## Stored data

┌────────

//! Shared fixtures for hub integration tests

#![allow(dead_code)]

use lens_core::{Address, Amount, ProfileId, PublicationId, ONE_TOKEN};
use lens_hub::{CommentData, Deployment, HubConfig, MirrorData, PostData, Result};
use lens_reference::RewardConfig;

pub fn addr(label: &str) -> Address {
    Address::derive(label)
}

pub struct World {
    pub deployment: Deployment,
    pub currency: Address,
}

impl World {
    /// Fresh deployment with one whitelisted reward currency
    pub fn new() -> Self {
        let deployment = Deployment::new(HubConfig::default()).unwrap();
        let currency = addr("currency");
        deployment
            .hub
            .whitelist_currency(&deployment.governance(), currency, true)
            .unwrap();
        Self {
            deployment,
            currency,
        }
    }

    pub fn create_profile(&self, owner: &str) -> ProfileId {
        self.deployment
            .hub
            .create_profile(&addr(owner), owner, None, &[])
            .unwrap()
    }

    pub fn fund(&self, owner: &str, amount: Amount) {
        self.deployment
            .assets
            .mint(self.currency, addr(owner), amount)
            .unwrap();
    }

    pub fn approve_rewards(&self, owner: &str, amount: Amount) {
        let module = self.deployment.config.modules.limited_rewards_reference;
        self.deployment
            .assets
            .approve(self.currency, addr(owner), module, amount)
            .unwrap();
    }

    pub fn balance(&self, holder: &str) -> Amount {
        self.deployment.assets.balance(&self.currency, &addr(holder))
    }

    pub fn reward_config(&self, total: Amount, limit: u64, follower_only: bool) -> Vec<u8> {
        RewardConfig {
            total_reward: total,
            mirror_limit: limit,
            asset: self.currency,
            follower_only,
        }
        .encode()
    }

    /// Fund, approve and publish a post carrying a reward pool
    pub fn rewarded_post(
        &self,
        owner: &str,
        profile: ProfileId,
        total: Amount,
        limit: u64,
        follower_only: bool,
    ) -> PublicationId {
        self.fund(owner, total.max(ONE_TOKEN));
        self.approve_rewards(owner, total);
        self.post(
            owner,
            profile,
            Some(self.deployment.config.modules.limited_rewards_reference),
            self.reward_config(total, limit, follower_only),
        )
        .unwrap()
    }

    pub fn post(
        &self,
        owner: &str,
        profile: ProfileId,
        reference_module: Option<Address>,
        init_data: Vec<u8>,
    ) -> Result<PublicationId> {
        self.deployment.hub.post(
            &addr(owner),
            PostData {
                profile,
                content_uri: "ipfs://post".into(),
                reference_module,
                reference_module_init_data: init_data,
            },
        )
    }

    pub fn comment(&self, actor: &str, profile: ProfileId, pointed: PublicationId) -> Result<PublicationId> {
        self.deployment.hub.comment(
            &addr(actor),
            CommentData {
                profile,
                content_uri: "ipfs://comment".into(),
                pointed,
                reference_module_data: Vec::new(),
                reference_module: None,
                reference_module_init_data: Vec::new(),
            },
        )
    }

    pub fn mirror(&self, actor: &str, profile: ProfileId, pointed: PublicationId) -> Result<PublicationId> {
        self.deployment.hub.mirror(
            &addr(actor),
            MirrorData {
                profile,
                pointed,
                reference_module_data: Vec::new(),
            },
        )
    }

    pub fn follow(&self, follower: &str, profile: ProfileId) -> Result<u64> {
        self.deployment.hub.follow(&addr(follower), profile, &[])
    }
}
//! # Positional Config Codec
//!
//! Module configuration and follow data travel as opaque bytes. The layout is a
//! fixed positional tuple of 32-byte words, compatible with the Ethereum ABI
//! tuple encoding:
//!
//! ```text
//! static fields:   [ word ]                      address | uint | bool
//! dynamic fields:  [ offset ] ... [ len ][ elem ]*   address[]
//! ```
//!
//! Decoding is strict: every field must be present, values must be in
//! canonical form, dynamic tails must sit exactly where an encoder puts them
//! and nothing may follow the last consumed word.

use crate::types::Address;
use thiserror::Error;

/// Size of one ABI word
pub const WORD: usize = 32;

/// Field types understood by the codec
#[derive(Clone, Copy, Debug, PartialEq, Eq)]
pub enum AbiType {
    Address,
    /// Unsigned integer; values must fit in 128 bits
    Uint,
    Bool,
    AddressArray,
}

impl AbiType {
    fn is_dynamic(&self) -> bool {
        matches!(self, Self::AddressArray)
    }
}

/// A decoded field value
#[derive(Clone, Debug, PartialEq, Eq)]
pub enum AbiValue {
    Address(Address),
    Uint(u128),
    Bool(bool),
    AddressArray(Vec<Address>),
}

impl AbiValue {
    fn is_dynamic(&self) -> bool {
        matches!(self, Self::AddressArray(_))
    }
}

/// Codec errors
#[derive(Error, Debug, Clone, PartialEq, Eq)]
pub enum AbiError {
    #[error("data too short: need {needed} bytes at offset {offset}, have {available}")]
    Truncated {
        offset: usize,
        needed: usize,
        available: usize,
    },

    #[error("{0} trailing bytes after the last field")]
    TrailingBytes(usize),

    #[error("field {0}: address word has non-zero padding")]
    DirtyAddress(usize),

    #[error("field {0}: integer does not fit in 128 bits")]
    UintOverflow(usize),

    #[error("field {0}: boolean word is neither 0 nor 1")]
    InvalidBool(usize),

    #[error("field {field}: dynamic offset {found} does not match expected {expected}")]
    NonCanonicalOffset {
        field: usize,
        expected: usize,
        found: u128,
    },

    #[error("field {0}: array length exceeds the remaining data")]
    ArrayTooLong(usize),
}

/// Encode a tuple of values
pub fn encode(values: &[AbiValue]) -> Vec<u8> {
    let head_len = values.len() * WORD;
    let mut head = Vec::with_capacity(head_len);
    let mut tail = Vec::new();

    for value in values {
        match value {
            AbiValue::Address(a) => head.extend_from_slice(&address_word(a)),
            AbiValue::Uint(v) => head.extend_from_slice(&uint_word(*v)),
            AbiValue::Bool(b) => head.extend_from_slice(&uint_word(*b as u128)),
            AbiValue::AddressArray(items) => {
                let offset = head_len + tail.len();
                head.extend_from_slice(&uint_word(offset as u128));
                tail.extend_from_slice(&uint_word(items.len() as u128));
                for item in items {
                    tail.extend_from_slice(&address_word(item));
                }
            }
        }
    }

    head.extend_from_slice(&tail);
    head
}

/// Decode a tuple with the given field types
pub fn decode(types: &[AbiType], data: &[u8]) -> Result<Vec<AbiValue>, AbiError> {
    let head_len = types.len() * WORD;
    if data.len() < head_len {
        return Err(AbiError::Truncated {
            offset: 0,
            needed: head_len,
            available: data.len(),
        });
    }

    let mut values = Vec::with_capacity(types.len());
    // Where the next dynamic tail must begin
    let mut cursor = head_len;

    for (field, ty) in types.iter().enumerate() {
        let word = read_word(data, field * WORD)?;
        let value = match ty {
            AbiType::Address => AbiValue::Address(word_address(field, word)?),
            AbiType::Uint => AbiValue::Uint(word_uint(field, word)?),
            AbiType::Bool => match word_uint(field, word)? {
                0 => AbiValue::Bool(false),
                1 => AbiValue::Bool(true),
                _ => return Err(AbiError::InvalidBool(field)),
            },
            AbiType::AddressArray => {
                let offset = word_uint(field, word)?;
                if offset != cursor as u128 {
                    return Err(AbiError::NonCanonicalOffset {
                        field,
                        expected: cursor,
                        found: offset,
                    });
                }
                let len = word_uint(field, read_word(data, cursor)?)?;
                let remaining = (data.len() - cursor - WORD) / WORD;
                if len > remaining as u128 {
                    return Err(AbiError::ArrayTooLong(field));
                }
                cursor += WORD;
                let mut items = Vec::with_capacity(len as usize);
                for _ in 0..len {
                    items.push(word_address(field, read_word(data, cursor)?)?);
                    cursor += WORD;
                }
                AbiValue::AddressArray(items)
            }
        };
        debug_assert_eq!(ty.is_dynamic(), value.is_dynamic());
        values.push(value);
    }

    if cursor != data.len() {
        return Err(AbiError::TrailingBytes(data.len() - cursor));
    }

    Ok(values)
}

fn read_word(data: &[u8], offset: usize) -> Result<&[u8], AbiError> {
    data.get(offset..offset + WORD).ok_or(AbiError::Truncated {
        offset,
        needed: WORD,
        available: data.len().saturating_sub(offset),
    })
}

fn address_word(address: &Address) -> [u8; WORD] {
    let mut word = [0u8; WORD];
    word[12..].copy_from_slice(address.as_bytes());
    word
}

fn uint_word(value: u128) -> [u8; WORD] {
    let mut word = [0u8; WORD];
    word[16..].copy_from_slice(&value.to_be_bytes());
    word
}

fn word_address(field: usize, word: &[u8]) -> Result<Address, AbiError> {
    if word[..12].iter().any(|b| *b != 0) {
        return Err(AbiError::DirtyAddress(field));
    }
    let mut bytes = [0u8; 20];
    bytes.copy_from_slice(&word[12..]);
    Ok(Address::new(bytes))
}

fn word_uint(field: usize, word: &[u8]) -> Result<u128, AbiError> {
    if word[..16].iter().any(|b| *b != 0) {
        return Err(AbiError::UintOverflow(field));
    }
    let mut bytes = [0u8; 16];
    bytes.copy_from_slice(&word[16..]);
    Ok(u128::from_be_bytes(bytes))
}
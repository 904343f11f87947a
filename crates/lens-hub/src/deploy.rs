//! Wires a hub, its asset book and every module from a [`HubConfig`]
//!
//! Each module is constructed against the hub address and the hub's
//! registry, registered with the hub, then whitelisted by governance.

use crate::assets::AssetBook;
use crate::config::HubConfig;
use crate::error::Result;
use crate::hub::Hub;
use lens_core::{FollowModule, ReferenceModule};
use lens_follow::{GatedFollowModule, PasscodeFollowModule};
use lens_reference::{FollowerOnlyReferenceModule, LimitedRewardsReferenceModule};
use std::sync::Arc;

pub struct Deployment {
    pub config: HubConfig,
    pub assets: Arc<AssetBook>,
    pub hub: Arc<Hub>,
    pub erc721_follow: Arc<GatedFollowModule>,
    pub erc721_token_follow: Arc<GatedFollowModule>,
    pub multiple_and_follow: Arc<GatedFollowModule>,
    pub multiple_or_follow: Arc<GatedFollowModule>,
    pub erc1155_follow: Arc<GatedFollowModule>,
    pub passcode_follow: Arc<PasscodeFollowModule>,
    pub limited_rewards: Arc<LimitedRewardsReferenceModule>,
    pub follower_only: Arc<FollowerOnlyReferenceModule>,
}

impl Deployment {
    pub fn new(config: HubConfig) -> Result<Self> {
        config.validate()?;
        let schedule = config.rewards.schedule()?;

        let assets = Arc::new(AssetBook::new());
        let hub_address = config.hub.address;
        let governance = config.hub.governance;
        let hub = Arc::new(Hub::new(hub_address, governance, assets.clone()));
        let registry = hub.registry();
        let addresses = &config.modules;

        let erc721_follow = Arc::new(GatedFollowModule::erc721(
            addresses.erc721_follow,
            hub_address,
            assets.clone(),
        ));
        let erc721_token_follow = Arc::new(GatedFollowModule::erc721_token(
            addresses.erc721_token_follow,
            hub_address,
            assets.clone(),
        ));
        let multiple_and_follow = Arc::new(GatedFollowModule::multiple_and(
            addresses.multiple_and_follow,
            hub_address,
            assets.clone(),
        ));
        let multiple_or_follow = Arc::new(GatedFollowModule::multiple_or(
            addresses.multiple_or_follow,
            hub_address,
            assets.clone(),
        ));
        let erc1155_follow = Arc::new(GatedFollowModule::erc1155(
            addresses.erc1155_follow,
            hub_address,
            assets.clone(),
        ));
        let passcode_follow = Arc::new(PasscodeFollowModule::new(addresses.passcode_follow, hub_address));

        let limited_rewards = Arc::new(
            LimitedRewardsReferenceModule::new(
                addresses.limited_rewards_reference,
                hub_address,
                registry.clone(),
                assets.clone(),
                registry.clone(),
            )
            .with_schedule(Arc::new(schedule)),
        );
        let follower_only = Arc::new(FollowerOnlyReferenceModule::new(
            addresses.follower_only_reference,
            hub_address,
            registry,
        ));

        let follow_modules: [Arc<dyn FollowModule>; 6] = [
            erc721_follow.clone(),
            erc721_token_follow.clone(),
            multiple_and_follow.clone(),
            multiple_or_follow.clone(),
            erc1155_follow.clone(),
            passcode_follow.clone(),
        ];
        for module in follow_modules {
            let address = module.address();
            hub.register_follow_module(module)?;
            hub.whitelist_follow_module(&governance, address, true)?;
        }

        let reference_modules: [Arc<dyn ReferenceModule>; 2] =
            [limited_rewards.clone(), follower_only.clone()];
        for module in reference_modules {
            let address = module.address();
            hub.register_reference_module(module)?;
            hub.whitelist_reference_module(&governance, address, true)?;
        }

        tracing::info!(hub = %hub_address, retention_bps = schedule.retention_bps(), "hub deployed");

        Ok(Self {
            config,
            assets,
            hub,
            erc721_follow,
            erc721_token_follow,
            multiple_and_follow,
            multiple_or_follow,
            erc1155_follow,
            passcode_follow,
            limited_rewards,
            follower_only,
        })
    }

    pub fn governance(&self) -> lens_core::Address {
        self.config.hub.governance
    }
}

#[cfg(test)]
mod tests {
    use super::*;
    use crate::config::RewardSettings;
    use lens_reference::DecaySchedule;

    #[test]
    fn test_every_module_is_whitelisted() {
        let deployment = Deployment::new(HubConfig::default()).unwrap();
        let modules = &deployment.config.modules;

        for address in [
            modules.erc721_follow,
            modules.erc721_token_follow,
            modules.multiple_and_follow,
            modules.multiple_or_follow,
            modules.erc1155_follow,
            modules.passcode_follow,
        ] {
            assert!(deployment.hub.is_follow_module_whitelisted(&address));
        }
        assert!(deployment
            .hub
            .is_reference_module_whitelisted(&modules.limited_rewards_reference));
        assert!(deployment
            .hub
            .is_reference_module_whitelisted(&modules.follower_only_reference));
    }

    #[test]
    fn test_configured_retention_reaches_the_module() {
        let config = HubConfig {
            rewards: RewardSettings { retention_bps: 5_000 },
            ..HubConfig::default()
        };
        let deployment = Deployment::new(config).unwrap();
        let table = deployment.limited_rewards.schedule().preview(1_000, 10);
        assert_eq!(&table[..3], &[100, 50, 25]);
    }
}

└────────

Only the lines above starting with the one with "pub fn decode(types: &[AbiType], data: &[u8])" and going through the one with "let len = word_uint(field, read_word(data, cursor)?)?;" are to be copied, word for word and with both ends kept.

## The completed task
pub fn decode(types: &[AbiType], data: &[u8]) -> Result<Vec<AbiValue>, AbiError> {
    let head_len = types.len() * WORD;
    if data.len() < head_len {
        return Err(AbiError::Truncated {
            offset: 0,
            needed: head_len,
            available: data.len(),
        });
    }

    let mut values = Vec::with_capacity(types.len());
    // Where the next dynamic tail must begin
    let mut cursor = head_len;

    for (field, ty) in types.iter().enumerate() {
        let word = read_word(data, field * WORD)?;
        let value = match ty {
            AbiType::Address => AbiValue::Address(word_address(field, word)?),
            AbiType::Uint => AbiValue::Uint(word_uint(field, word)?),
            AbiType::Bool => match word_uint(field, word)? {
                0 => AbiValue::Bool(false),
                1 => AbiValue::Bool(true),
                _ => return Err(AbiError::InvalidBool(field)),
            },
            AbiType::AddressArray => {
                let offset = word_uint(field, word)?;
                if offset != cursor as u128 {
                    return Err(AbiError::NonCanonicalOffset {
                        field,
                        expected: cursor,
                        found: offset,
                    });
                }
                let len = word_uint(field, read_word(data, cursor)?)?;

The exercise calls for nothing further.